The use of ceremonies for educational purposes is a well-known phenomenon in the history of religions. Ceremonies such as the Passover Seder or Christian Mass were originally designed not only to unite the community of believers, but also to impart axioms of the faith to the congregation during their participation in the sacred event. 1 The modern nation-state also learned to convert new ceremonies celebrating its victories into educational tools, imbuing the masses with basic principles of the state’s doctrine. 2 However, both religious establishments and the nation-states have preferred, generally, to keep such ceremonies distinctly separate from government-sponsored educational institutions.

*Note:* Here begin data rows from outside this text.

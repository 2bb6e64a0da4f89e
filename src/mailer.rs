// Outbound mail seam. Delivery failure is a boolean plus a log entry, never
// an error: the export flows decide what an undelivered batch means.

use std::path::PathBuf;

use email_address::EmailAddress;
use reqwest::Client;
use tracing::{debug, error, warn};

use crate::models::Result;

#[async_trait::async_trait]
pub trait MailSender: Send + Sync {
    async fn send(&self, to: &str, subject: &str, body: &str, attachments: &[PathBuf]) -> bool;
}

#[derive(Debug, Clone)]
pub struct MailgunConfig {
    pub api_key: String,
    pub domain: String,
    pub from_email: String,
    pub from_name: String,
    pub base_url: String,
}

impl MailgunConfig {
    pub fn from_env() -> Result<Self> {
        let domain = std::env::var("MAILGUN_DOMAIN")
            .map_err(|_| "MAILGUN_DOMAIN environment variable required")?;
        Ok(MailgunConfig {
            api_key: std::env::var("MAILGUN_API_KEY")
                .map_err(|_| "MAILGUN_API_KEY environment variable required")?,
            from_email: std::env::var("FROM_EMAIL")
                .unwrap_or_else(|_| format!("contact-sync@{domain}")),
            from_name: std::env::var("FROM_NAME").unwrap_or_else(|_| "Contact Sync".to_string()),
            base_url: "https://api.mailgun.net/v3".to_string(),
            domain,
        })
    }
}

pub struct MailgunSender {
    config: MailgunConfig,
    client: Client,
}

impl MailgunSender {
    pub fn new(config: MailgunConfig) -> Self {
        debug!("created MailgunSender for domain: {}", config.domain);
        Self {
            config,
            client: Client::new(),
        }
    }

    async fn try_send(
        &self,
        to: &str,
        subject: &str,
        body: &str,
        attachments: &[PathBuf],
    ) -> Result<()> {
        if to.is_empty() || !EmailAddress::is_valid(to) {
            return Err(format!("invalid recipient: '{to}'").into());
        }

        let url = format!("{}/{}/messages", self.config.base_url, self.config.domain);
        let mut form = reqwest::multipart::Form::new()
            .text(
                "from",
                format!("{} <{}>", self.config.from_name, self.config.from_email),
            )
            .text("to", to.to_string())
            .text("subject", subject.to_string())
            .text("text", body.to_string());

        for path in attachments {
            let bytes = tokio::fs::read(path).await?;
            let filename = path
                .file_name()
                .and_then(|n| n.to_str())
                .unwrap_or("contacts.csv")
                .to_string();
            let part = reqwest::multipart::Part::bytes(bytes)
                .file_name(filename)
                .mime_str("text/csv")?;
            form = form.part("attachment", part);
        }

        debug!("sending mail to {} via {}", to, url);
        let response = self
            .client
            .post(&url)
            .basic_auth("api", Some(&self.config.api_key))
            .multipart(form)
            .send()
            .await?;

        if response.status().is_success() {
            Ok(())
        } else {
            let status = response.status();
            let text = response.text().await.unwrap_or_default();
            Err(format!("mailgun error ({status}): {text}").into())
        }
    }
}

#[async_trait::async_trait]
impl MailSender for MailgunSender {
    async fn send(&self, to: &str, subject: &str, body: &str, attachments: &[PathBuf]) -> bool {
        match self.try_send(to, subject, body, attachments).await {
            Ok(()) => true,
            Err(e) => {
                error!("mail send failed: {e}");
                false
            }
        }
    }
}

/// Used when no mail credentials are configured. Every send fails, which
/// leaves the affected ledger rows unexported for a later retry.
pub struct DisabledSender;

#[async_trait::async_trait]
impl MailSender for DisabledSender {
    async fn send(&self, to: &str, _subject: &str, _body: &str, _attachments: &[PathBuf]) -> bool {
        warn!("mail sender not configured, cannot deliver to {to}");
        false
    }
}
use klondike_advisor::{
    Advisor, AdvisorConfig, AdvisorError, Card, Directive, DrawMode, Progress, Slot, Snapshot,
    Suit, cascade_from_names,
};

fn card(text: &str) -> Card {
    text.parse().expect("valid card")
}

fn up(text: &str) -> Slot {
    Slot::Up(card(text))
}

fn bound(mode: DrawMode) -> Advisor {
    let mut advisor = Advisor::new().with_config(AdvisorConfig {
        validate_snapshots: true,
    });
    advisor.bind(mode);
    advisor
}

fn foundations_at(rank: u8) -> [Option<Card>; 4] {
    Suit::ALL.map(|suit| Card::new(rank, suit))
}

#[test]
fn accessible_ace_goes_home() -> Result<(), AdvisorError> {
    let mut snapshot = Snapshot::empty();
    snapshot.columns[0] = vec![up("9D")];
    snapshot.columns[2] = vec![Slot::FaceDown, Slot::FaceDown, up("AS")];
    let mut advisor = bound(DrawMode::Single);
    let directive = advisor.advise_snapshot(&snapshot)?;
    assert_eq!(directive, Directive::BoardToFoundation { column: 2 });
    assert_eq!(directive.to_string(), "btf 2");
    Ok(())
}

#[test]
fn safe_promotion_prefers_deeper_column() -> Result<(), AdvisorError> {
    let mut snapshot = Snapshot::empty();
    snapshot.foundations = foundations_at(5);
    snapshot.columns[1] = vec![Slot::FaceDown, Slot::FaceDown, Slot::FaceDown, up("6S")];
    snapshot.columns[4] = vec![up("6H")];
    let mut advisor = bound(DrawMode::Single);
    assert_eq!(
        advisor.advise_snapshot(&snapshot)?,
        Directive::BoardToFoundation { column: 1 }
    );
    Ok(())
}

#[test]
fn uneven_foundations_leave_promotion_to_the_relaxed_rule() -> Result<(), AdvisorError> {
    let mut snapshot = Snapshot::empty();
    snapshot.foundations = [Some(card("5S")), Some(card("5H")), None, None];
    snapshot.columns[1] = vec![Slot::FaceDown, Slot::FaceDown, Slot::FaceDown, up("6S")];
    snapshot.columns[4] = vec![up("6H")];

    // Clubs and diamonds are still empty, so neither six is safe to bank.
    let advisor = bound(DrawMode::Single);
    let proposal = advisor.propose(&snapshot)?.expect("a proposal");
    assert_ne!(proposal.proposer, "board-to-foundation");
    assert!(proposal.speculative);
    assert!(proposal.directive.is_cycle());
    assert_ne!(proposal.directive, Directive::BoardToFoundation { column: 1 });
    assert_ne!(proposal.directive, Directive::BoardToFoundation { column: 4 });

    let mut advisor = Advisor::with_cascade(cascade_from_names([
        "board-to-foundation",
        "any-board-to-foundation",
    ])?)
    .with_config(AdvisorConfig {
        validate_snapshots: true,
    });
    advisor.bind(DrawMode::Single);
    let proposal = advisor.propose(&snapshot)?.expect("a proposal");
    assert_eq!(proposal.proposer, "any-board-to-foundation");
    assert_eq!(proposal.directive, Directive::BoardToFoundation { column: 1 });
    Ok(())
}

#[test]
fn complete_foundations_reset_the_deal() -> Result<(), AdvisorError> {
    let mut snapshot = Snapshot::empty();
    snapshot.foundations = foundations_at(13);
    let mut advisor = bound(DrawMode::Triple);
    let directive = advisor.advise_snapshot(&snapshot)?;
    assert!(directive.is_reset());
    assert_eq!(directive.to_string(), "reset (deal complete)");
    Ok(())
}

#[test]
fn board_promotion_outranks_reserve_promotion() -> Result<(), AdvisorError> {
    let mut snapshot = Snapshot::empty();
    snapshot.columns[0] = vec![up("AS")];
    snapshot.reserve[0] = Some(card("AH"));
    let mut advisor = bound(DrawMode::Single);
    assert_eq!(
        advisor.advise_snapshot(&snapshot)?,
        Directive::BoardToFoundation { column: 0 }
    );
    Ok(())
}

#[test]
fn unbound_advisor_refuses_to_advise() {
    let mut advisor = Advisor::new();
    assert_eq!(
        advisor.advise_snapshot(&Snapshot::empty()),
        Err(AdvisorError::NotBound)
    );
    assert!(matches!(
        advisor.propose(&Snapshot::empty()),
        Err(AdvisorError::NotBound)
    ));

    advisor.bind(DrawMode::Single);
    assert!(advisor.is_bound());
    advisor.unbind();
    assert_eq!(
        advisor.advise_snapshot(&Snapshot::empty()),
        Err(AdvisorError::NotBound)
    );
}

#[test]
fn duplicated_card_is_rejected_when_validating() {
    let mut snapshot = Snapshot::empty();
    snapshot.columns[0] = vec![up("7C")];
    snapshot.columns[3] = vec![up("7C")];
    let mut advisor = bound(DrawMode::Single);
    assert_eq!(
        advisor.advise_snapshot(&snapshot),
        Err(AdvisorError::Malformed(card("7C")))
    );
}

#[test]
fn exhausted_reserve_gives_up_and_stays_given_up() -> Result<(), AdvisorError> {
    // Queens banked and the four kings buried: no stock or waste left.
    let mut snapshot = Snapshot::empty();
    snapshot.foundations = foundations_at(12);
    snapshot.columns[0] = vec![Slot::FaceDown; 4];
    assert_eq!(snapshot.reserve_len(), 0);
    let mut advisor = bound(DrawMode::Single);

    assert!(advisor.advise_snapshot(&snapshot)?.is_cycle());
    assert_eq!(advisor.progress(), Some(Progress::Stumped));

    assert!(advisor.advise_snapshot(&snapshot)?.is_reset());
    assert_eq!(advisor.progress(), Some(Progress::GaveUp));

    assert!(advisor.advise_snapshot(&snapshot)?.is_reset());

    advisor.bind(DrawMode::Single);
    assert_eq!(advisor.progress(), Some(Progress::Normal));
    Ok(())
}

#[test]
fn propose_leaves_knowledge_untouched() -> Result<(), AdvisorError> {
    let mut snapshot = Snapshot::empty();
    snapshot.columns[0] = vec![up("AS")];
    snapshot.reserve[0] = Some(card("4D"));
    let advisor = bound(DrawMode::Single);
    let proposal = advisor.propose(&snapshot)?.expect("a proposal");
    assert_eq!(proposal.proposer, "board-to-foundation");
    assert!(!proposal.speculative);

    let tracker = advisor.tracker().expect("bound");
    assert_eq!(tracker.missing().len(), 52);
    assert_eq!(tracker.seen_reserve_count(), 0);
    Ok(())
}

#[test]
fn reserve_cards_are_learned_in_exposure_order() -> Result<(), AdvisorError> {
    let mut snapshot = Snapshot::empty();
    snapshot.columns[0] = vec![Slot::FaceDown, up("2C")];
    snapshot.reserve = [Some(card("9H")), Some(card("4S")), Some(card("JD"))];
    let mut advisor = bound(DrawMode::Triple);
    advisor.advise_snapshot(&snapshot)?;

    let tracker = advisor.tracker().expect("bound");
    assert_eq!(tracker.in_reserve(), vec![card("JD"), card("4S"), card("9H")]);
    assert_eq!(tracker.seen_reserve_count(), 3);
    assert!(tracker.is_in_play(card("2C")));
    Ok(())
}
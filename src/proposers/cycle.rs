use crate::action::Directive;
use crate::card::{COLUMN_COUNT, Card, RESERVE_SIZE};
use crate::chain::bridge;
use crate::proposer::{Context, Proposer};
use crate::state::Snapshot;

/// (accessible card of one column, root of another column) pairs.
fn column_pairs(snapshot: &Snapshot) -> impl Iterator<Item = (Card, Card)> + '_ {
    (0..COLUMN_COUNT)
        .filter_map(|target| snapshot.accessible(target).map(|card| (target, card)))
        .flat_map(move |(target, upper)| {
            (0..COLUMN_COUNT)
                .filter(move |&source| source != target)
                .filter_map(move |source| snapshot.root(source))
                .map(move |lower| (upper, lower))
        })
}

fn join_cards(cards: &[Card]) -> String {
    cards
        .iter()
        .map(Card::to_string)
        .collect::<Vec<_>>()
        .join("/")
}

/// Cycles while the single card that would join two columns is still unseen.
///
/// Fires for an accessible card two ranks above another column's root of the
/// same color, as long as part of the reserve is still unidentified.
#[derive(Clone, Copy, Debug, Default)]
pub struct CycleForFiller;

impl Proposer for CycleForFiller {
    fn name(&self) -> &'static str {
        "cycle-for-filler"
    }

    fn propose(&self, ctx: &Context<'_>) -> Option<Directive> {
        if ctx.tracker.reserve_known() {
            return None;
        }
        column_pairs(ctx.snapshot).find_map(|(upper, lower)| {
            if upper.rank() != lower.rank() + 2 || upper.color() != lower.color() {
                return None;
            }
            let unseen: Vec<Card> = Card::of_color(upper.rank() - 1, upper.color().opposite())?
                .into_iter()
                .filter(|card| ctx.tracker.is_unseen(*card))
                .collect();
            (!unseen.is_empty()).then(|| {
                Directive::cycle_with(format!(
                    "searching for {} to join {upper} and {lower}",
                    join_cards(&unseen)
                ))
            })
        })
    }

    fn speculative(&self) -> bool {
        true
    }
}

/// Cycles toward reserve cards that provably bridge two columns.
#[derive(Clone, Copy, Debug, Default)]
pub struct CycleForChain;

impl Proposer for CycleForChain {
    fn name(&self) -> &'static str {
        "cycle-for-chain"
    }

    fn propose(&self, ctx: &Context<'_>) -> Option<Directive> {
        column_pairs(ctx.snapshot).find_map(|(upper, lower)| {
            if upper.rank() < lower.rank() + 2 {
                return None;
            }
            let links = bridge(upper, lower, ctx.tracker)?;
            let fillers = links
                .iter()
                .map(|link| join_cards(&link.candidates))
                .collect::<Vec<_>>()
                .join(", ");
            Some(Directive::cycle_with(format!(
                "chain {upper} to {lower} via {fillers}"
            )))
        })
    }

    fn speculative(&self) -> bool {
        true
    }
}

/// Cycles until every reserve card has been identified.
#[derive(Clone, Copy, Debug, Default)]
pub struct CycleToLearn;

impl Proposer for CycleToLearn {
    fn name(&self) -> &'static str {
        "cycle-to-learn"
    }

    fn propose(&self, ctx: &Context<'_>) -> Option<Directive> {
        let seen = ctx.tracker.seen_reserve_count();
        (seen < RESERVE_SIZE).then(|| {
            Directive::cycle_with(format!("learning the reserve, {seen}/{RESERVE_SIZE} seen"))
        })
    }

    fn speculative(&self) -> bool {
        true
    }
}
use serde::{Deserialize, Serialize};
use tracing::info;

use crate::action::Directive;
use crate::card::Card;
use crate::proposer::Proposal;
use crate::state::DrawMode;

/// Solver progress across advisory calls.
#[derive(Clone, Copy, Debug, Default, Serialize, Deserialize, PartialEq, Eq)]
pub enum Progress {
    /// A move was proposed this turn.
    #[default]
    Normal,
    /// Nothing productive; cycling the reserve in search of new information.
    Stumped,
    /// A full reserve cycle passed without progress. Terminal until rebound.
    GaveUp,
}

/// Stall and cycle detection wrapped around the cascade outcome.
///
/// A stall ends in `GaveUp` as soon as the reserve top seen when it began
/// shows up again, or once more unproductive calls have passed than a full
/// rotation of the reserve can take. The second bound holds whatever the draw
/// phase, so it also covers anchors that never return to the top.
#[derive(Clone, Debug, Default, Serialize, Deserialize, PartialEq, Eq)]
pub struct StallDetector {
    mode: DrawMode,
    progress: Progress,
    /// First non-empty reserve top observed during the current stall.
    anchor: Option<Card>,
    stumped_calls: usize,
}

impl StallDetector {
    pub fn new(mode: DrawMode) -> Self {
        Self {
            mode,
            ..Self::default()
        }
    }

    pub fn progress(&self) -> Progress {
        self.progress
    }

    pub fn anchor(&self) -> Option<Card> {
        self.anchor
    }

    /// Unproductive calls in the current stall.
    pub fn stumped_calls(&self) -> usize {
        self.stumped_calls
    }

    /// Unproductive calls tolerated for a reserve of `reserve_len` cards.
    ///
    /// Single draw recycles and draws in the same call, so `reserve_len`
    /// cycles show every card. Triple draw may first finish a pass whose
    /// grouping was shifted by earlier plays, then needs one aligned pass.
    pub fn patience(mode: DrawMode, reserve_len: usize) -> usize {
        let per_pass = reserve_len.div_ceil(mode.cards_per_cycle());
        match mode {
            DrawMode::Single => per_pass + 1,
            DrawMode::Triple => 2 * per_pass + 1,
        }
    }

    /// Folds one cascade outcome into the machine and returns the directive
    /// for the consumer.
    ///
    /// `learned` reports that this call's observation classified a new card;
    /// a stall only counts cycles that taught nothing.
    pub fn observe(
        &mut self,
        proposal: Option<Proposal>,
        reserve_top: Option<Card>,
        reserve_len: usize,
        learned: bool,
    ) -> Directive {
        if self.progress == Progress::GaveUp {
            return Directive::reset_with("gave up on this deal");
        }

        let speculative = match proposal {
            Some(proposal) if !proposal.speculative => {
                self.progress = Progress::Normal;
                self.anchor = None;
                self.stumped_calls = 0;
                return proposal.directive;
            }
            Some(proposal) => Some(proposal.directive),
            None => None,
        };

        if learned {
            self.anchor = None;
            self.stumped_calls = 0;
        }
        if reserve_top.is_some() && self.anchor == reserve_top {
            return self.give_up(reserve_top, "no progress over a full reserve cycle");
        }
        if self.stumped_calls >= Self::patience(self.mode, reserve_len) {
            return self.give_up(reserve_top, "no progress after a full reserve rotation");
        }
        if self.anchor.is_none() {
            self.anchor = reserve_top;
        }
        self.stumped_calls += 1;
        self.progress = Progress::Stumped;
        speculative.unwrap_or_else(Directive::cycle)
    }

    fn give_up(&mut self, reserve_top: Option<Card>, note: &str) -> Directive {
        info!(
            anchor = ?self.anchor,
            top = ?reserve_top,
            calls = self.stumped_calls,
            "giving up on deal"
        );
        self.progress = Progress::GaveUp;
        Directive::reset_with(note)
    }
}
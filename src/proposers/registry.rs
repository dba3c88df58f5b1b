use crate::error::AdvisorError;
use crate::proposer::{Cascade, Proposer};
use crate::proposers::{
    AnyBoardToFoundation, AnyReserveToFoundation, BoardToFoundation, ChainMove, CycleForChain,
    CycleForFiller, CycleToLearn, KingRelocation, ReserveAnywhere, ReserveChainLink,
    ReserveKing, ReserveToFoundation, ReserveWithFollowUp, SplitRunForFoundation, Victory,
};

/// Proposer names in canonical priority order.
pub const CANONICAL_ORDER: [&str; 15] = [
    "victory",
    "board-to-foundation",
    "reserve-to-foundation",
    "king-relocation",
    "chain-move",
    "reserve-king",
    "reserve-with-follow-up",
    "reserve-chain-link",
    "cycle-for-filler",
    "cycle-for-chain",
    "cycle-to-learn",
    "reserve-anywhere",
    "any-board-to-foundation",
    "any-reserve-to-foundation",
    "split-run-for-foundation",
];

/// Create a proposer from its name.
pub fn create_proposer(name: &str) -> Option<Box<dyn Proposer>> {
    let proposer: Box<dyn Proposer> = match name.trim().to_ascii_lowercase().as_str() {
        "victory" => Box::new(Victory),
        "board-to-foundation" => Box::new(BoardToFoundation),
        "reserve-to-foundation" => Box::new(ReserveToFoundation),
        "king-relocation" => Box::new(KingRelocation),
        "chain-move" => Box::new(ChainMove),
        "reserve-king" => Box::new(ReserveKing),
        "reserve-with-follow-up" => Box::new(ReserveWithFollowUp),
        "reserve-chain-link" => Box::new(ReserveChainLink),
        "cycle-for-filler" => Box::new(CycleForFiller),
        "cycle-for-chain" => Box::new(CycleForChain),
        "cycle-to-learn" => Box::new(CycleToLearn),
        "reserve-anywhere" => Box::new(ReserveAnywhere),
        "any-board-to-foundation" => Box::new(AnyBoardToFoundation),
        "any-reserve-to-foundation" => Box::new(AnyReserveToFoundation),
        "split-run-for-foundation" => Box::new(SplitRunForFoundation),
        _ => return None,
    };
    Some(proposer)
}

/// Builds a cascade from names, failing on the first unknown one.
pub fn cascade_from_names<'a>(
    names: impl IntoIterator<Item = &'a str>,
) -> Result<Cascade, AdvisorError> {
    names
        .into_iter()
        .map(|name| {
            create_proposer(name).ok_or_else(|| AdvisorError::UnknownProposer(name.to_string()))
        })
        .collect::<Result<Vec<_>, _>>()
        .map(Cascade::new)
}

pub fn canonical_cascade() -> Cascade {
    Cascade::new(
        CANONICAL_ORDER
            .iter()
            .filter_map(|name| create_proposer(name))
            .collect(),
    )
}
//! Session statistics for repeated deals.
//!
//! A deal counts as won when it is reset with every foundation at King;
//! any other reset is a loss.

use std::fmt;

use serde::{Deserialize, Serialize};

#[derive(Clone, Copy, Debug, Default, Serialize, Deserialize, PartialEq, Eq)]
pub struct SessionStats {
    pub wins: usize,
    pub losses: usize,
    pub current_moves: usize,
    pub total_moves: usize,
    pub winning_moves: usize,
}

impl SessionStats {
    pub fn new() -> Self {
        Self::default()
    }

    pub fn record_move(&mut self) {
        self.current_moves += 1;
    }

    /// Closes the current deal.
    pub fn finish_deal(&mut self, won: bool) {
        self.total_moves += self.current_moves;
        if won {
            self.wins += 1;
            self.winning_moves += self.current_moves;
        } else {
            self.losses += 1;
        }
        self.current_moves = 0;
    }

    pub fn games(&self) -> usize {
        self.wins + self.losses
    }

    /// Percentage of finished deals that were won.
    pub fn win_rate(&self) -> Option<f64> {
        (self.games() > 0).then(|| self.wins as f64 / self.games() as f64 * 100.0)
    }

    pub fn moves_per_game(&self) -> Option<f64> {
        (self.games() > 0).then(|| self.total_moves as f64 / self.games() as f64)
    }

    pub fn moves_per_win(&self) -> Option<f64> {
        (self.wins > 0).then(|| self.winning_moves as f64 / self.wins as f64)
    }
}

impl fmt::Display for SessionStats {
    fn fmt(&self, f: &mut fmt::Formatter<'_>) -> fmt::Result {
        write!(f, "Wins: {} | Losses: {}", self.wins, self.losses)?;
        if let Some(rate) = self.win_rate() {
            write!(f, " | Winrate: {rate:.2}%")?;
        }
        if let Some(moves) = self.moves_per_game() {
            write!(f, " | Moves per Game: {moves:.2}")?;
        }
        if let Some(moves) = self.moves_per_win() {
            write!(f, " | Moves per Win: {moves:.2}")?;
        }
        Ok(())
    }
}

The uniqueness of the education system that was founded by the Yishuv [the pre-state Jewish community in Eretz Israel], and which continued to develop in the State of Israel, was its attempts to integrate secular ceremonies into the official teaching program, thereby enhancing their pedagogical effectiveness. Of all the ceremonies celebrated in Israeli schools after statehood, the Holocaust Remembrance Day and Memorial Day for Fallen IDF (Israel Defense Forces) Soldiers were assigned, and still share, the uncontested foremost position. 3

Other ceremonies, such as the commemoration of the death of Chaim Nachman Bialik, (1873–1934, regarded as Zionism’s “national poet”), were one-time affairs, whereas annual ceremonies such as the 11th of Adar on the Jewish lunar calendar (Tel-Hai Day, commemorating the heroic stand made by a band of pioneers in the Upper Galilee in 1920) or Jerusalem Day (commemorating the unification of Jerusalem following the capture of the Old City in the Six-Day War) were observed for only a few years, having [End Page 258] gained limited popularity. On the other hand, Holocaust Day and Memorial Day ceremonies have been held year after year, and are honored in the majority of schools. These ceremonies come between Passover and Independence Day (5th of Iyyar), a period in the Hebrew calendar replete with historical recollections. Nearly all the pupils in the education system are exposed to these recurrent reminders of suffering and bereavement, sacrifice and bravery tied to recent historical events. The admixture of emotional experience and concrete facts produces a highly unique amalgam that leaves a deep impression and leads to the crystallization of the pupils’ historical consciousness.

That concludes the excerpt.